Good bye 2020! Hello 2021.
2020 has been the most difficult year for me. My guess is that everyone has been struggling as well.
The year started with news about COVID-19. A few jokes about eating bushmeat, like bats. Then came the announcement that the prevalence of viral infections has brought on a worldwide pandemic. Nations shutdowns. I had to get used to wearing masks, social distancing, and hunkering down indoors.
I had a hell of a time trying to find toilet paper for weeks!
I never thought I’d be lying on my futon on Sunday morning streaming a church service on my iPhone and calling that worship. But that is pretty much the way things went in spring and summer.
Zoom became a way of meeting with people, albeit it’s nothing close to embodied personal social interactions.

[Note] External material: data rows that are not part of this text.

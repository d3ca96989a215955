//! Filesystem utilities.

use std::fs;
use std::io;
use std::path::{Path, PathBuf};

use anyhow::{Context, Result};
use glob::glob;

/// Ensure a directory exists, creating it if necessary.
pub fn ensure_dir(path: &Path) -> Result<()> {
    if !path.exists() {
        fs::create_dir_all(path)
            .with_context(|| format!("failed to create directory: {}", path.display()))?;
    }
    Ok(())
}

/// Read a file to string, with nice error messages.
pub fn read_to_string(path: &Path) -> Result<String> {
    fs::read_to_string(path)
        .with_context(|| format!("failed to read file: {}", path.display()))
}

/// Write a string to a file, creating parent directories if needed.
pub fn write_string(path: &Path, contents: &str) -> Result<()> {
    if let Some(parent) = path.parent() {
        ensure_dir(parent)?;
    }
    fs::write(path, contents)
        .with_context(|| format!("failed to write file: {}", path.display()))
}

/// Write a script and mark it executable (0o755 on unix).
pub fn write_executable(path: &Path, contents: &str) -> Result<()> {
    write_string(path, contents)?;

    #[cfg(unix)]
    {
        use std::os::unix::fs::PermissionsExt;
        fs::set_permissions(path, fs::Permissions::from_mode(0o755))
            .with_context(|| format!("failed to make executable: {}", path.display()))?;
    }

    Ok(())
}

/// File stems of every `*.<ext>` file directly inside `dir`.
///
/// A missing directory yields an empty list.
pub fn file_stems_with_extension(dir: &Path, ext: &str) -> Result<Vec<String>> {
    if !dir.is_dir() {
        return Ok(Vec::new());
    }

    let pattern = dir.join(format!("*.{}", ext));
    let pattern_str = pattern.to_string_lossy();

    let mut stems = Vec::new();
    for entry in glob(&pattern_str)
        .with_context(|| format!("invalid glob pattern: {}", pattern_str))?
    {
        match entry {
            Ok(path) => {
                if path.is_file() {
                    if let Some(stem) = path.file_stem() {
                        stems.push(stem.to_string_lossy().into_owned());
                    }
                }
            }
            Err(e) => {
                tracing::warn!("glob error: {}", e);
            }
        }
    }

    stems.sort();
    stems.dedup();
    Ok(stems)
}

/// Point `dst` at `src`, replacing any previous link, file, or directory at `dst`.
///
/// Returns `false` without touching `dst` when `src` does not exist.
pub fn replace_link(src: &Path, dst: &Path) -> Result<bool> {
    if !src.exists() {
        return Ok(false);
    }

    let existing = fs::symlink_metadata(dst);
    if let Ok(meta) = existing {
        if meta.file_type().is_symlink() || meta.is_file() {
            fs::remove_file(dst)
                .with_context(|| format!("failed to remove link: {}", dst.display()))?;
        } else if meta.is_dir() {
            fs::remove_dir_all(dst)
                .with_context(|| format!("failed to remove directory: {}", dst.display()))?;
        }
    }

    if let Some(parent) = dst.parent() {
        ensure_dir(parent)?;
    }

    tracing::info!("linking {} -> {}", src.display(), dst.display());
    symlink(src, dst)
        .with_context(|| format!("failed to link {} -> {}", src.display(), dst.display()))?;
    Ok(true)
}

/// Render a path with forward slashes, as CMake and sh expect.
pub fn slash_path(path: &Path) -> String {
    path.to_string_lossy().replace('\\', "/")
}

/// Join a path onto `base` unless it is already absolute.
pub fn absolutize(base: &Path, path: &Path) -> PathBuf {
    if path.is_absolute() {
        path.to_path_buf()
    } else {
        base.join(path)
    }
}

/// Create a symlink (platform-aware).
#[cfg(unix)]
pub fn symlink(src: &Path, dst: &Path) -> io::Result<()> {
    std::os::unix::fs::symlink(src, dst)
}

#[cfg(windows)]
pub fn symlink(src: &Path, dst: &Path) -> io::Result<()> {
    if src.is_dir() {
        std::os::windows::fs::symlink_dir(src, dst)
    } else {
        std::os::windows::fs::symlink_file(src, dst)
    }
}
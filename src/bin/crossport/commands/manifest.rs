//! `crossport manifest` command

use anyhow::Result;

use crate::cli::SessionArgs;
use crate::commands::open_session;

pub fn execute(args: SessionArgs) -> Result<()> {
    let session = open_session(&args)?;
    print!("{}", session.manifest().to_json()?);
    Ok(())
}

Went to the doctor for a regular check-up, then got a message telling me to come back to the office to get tested for COVID-19 as I might have gotten exposed from another patient. I got tested, never thought my sinus went that deep, felt like a total brain tickle. Fortunately, the test came back negative.
This has been a year of lamentation.
A grand illusion that is being shattered is that if I just eat right, exercise regularly, sleep enough that I could live a long and fulfilling life, perhaps with new medical technologies extend life indefinity. None of this is total truth. Things happening in 2020 constantly reminded me of my own mortality. The truth is everybody has an expiration date. Some of us are closer to that date than others but we all get there. Of course, I make efforts at right eating, regular exercising, and enough sleeping, there are benefits to these practices, but the expiration date still comes. This is the vanity of vanities.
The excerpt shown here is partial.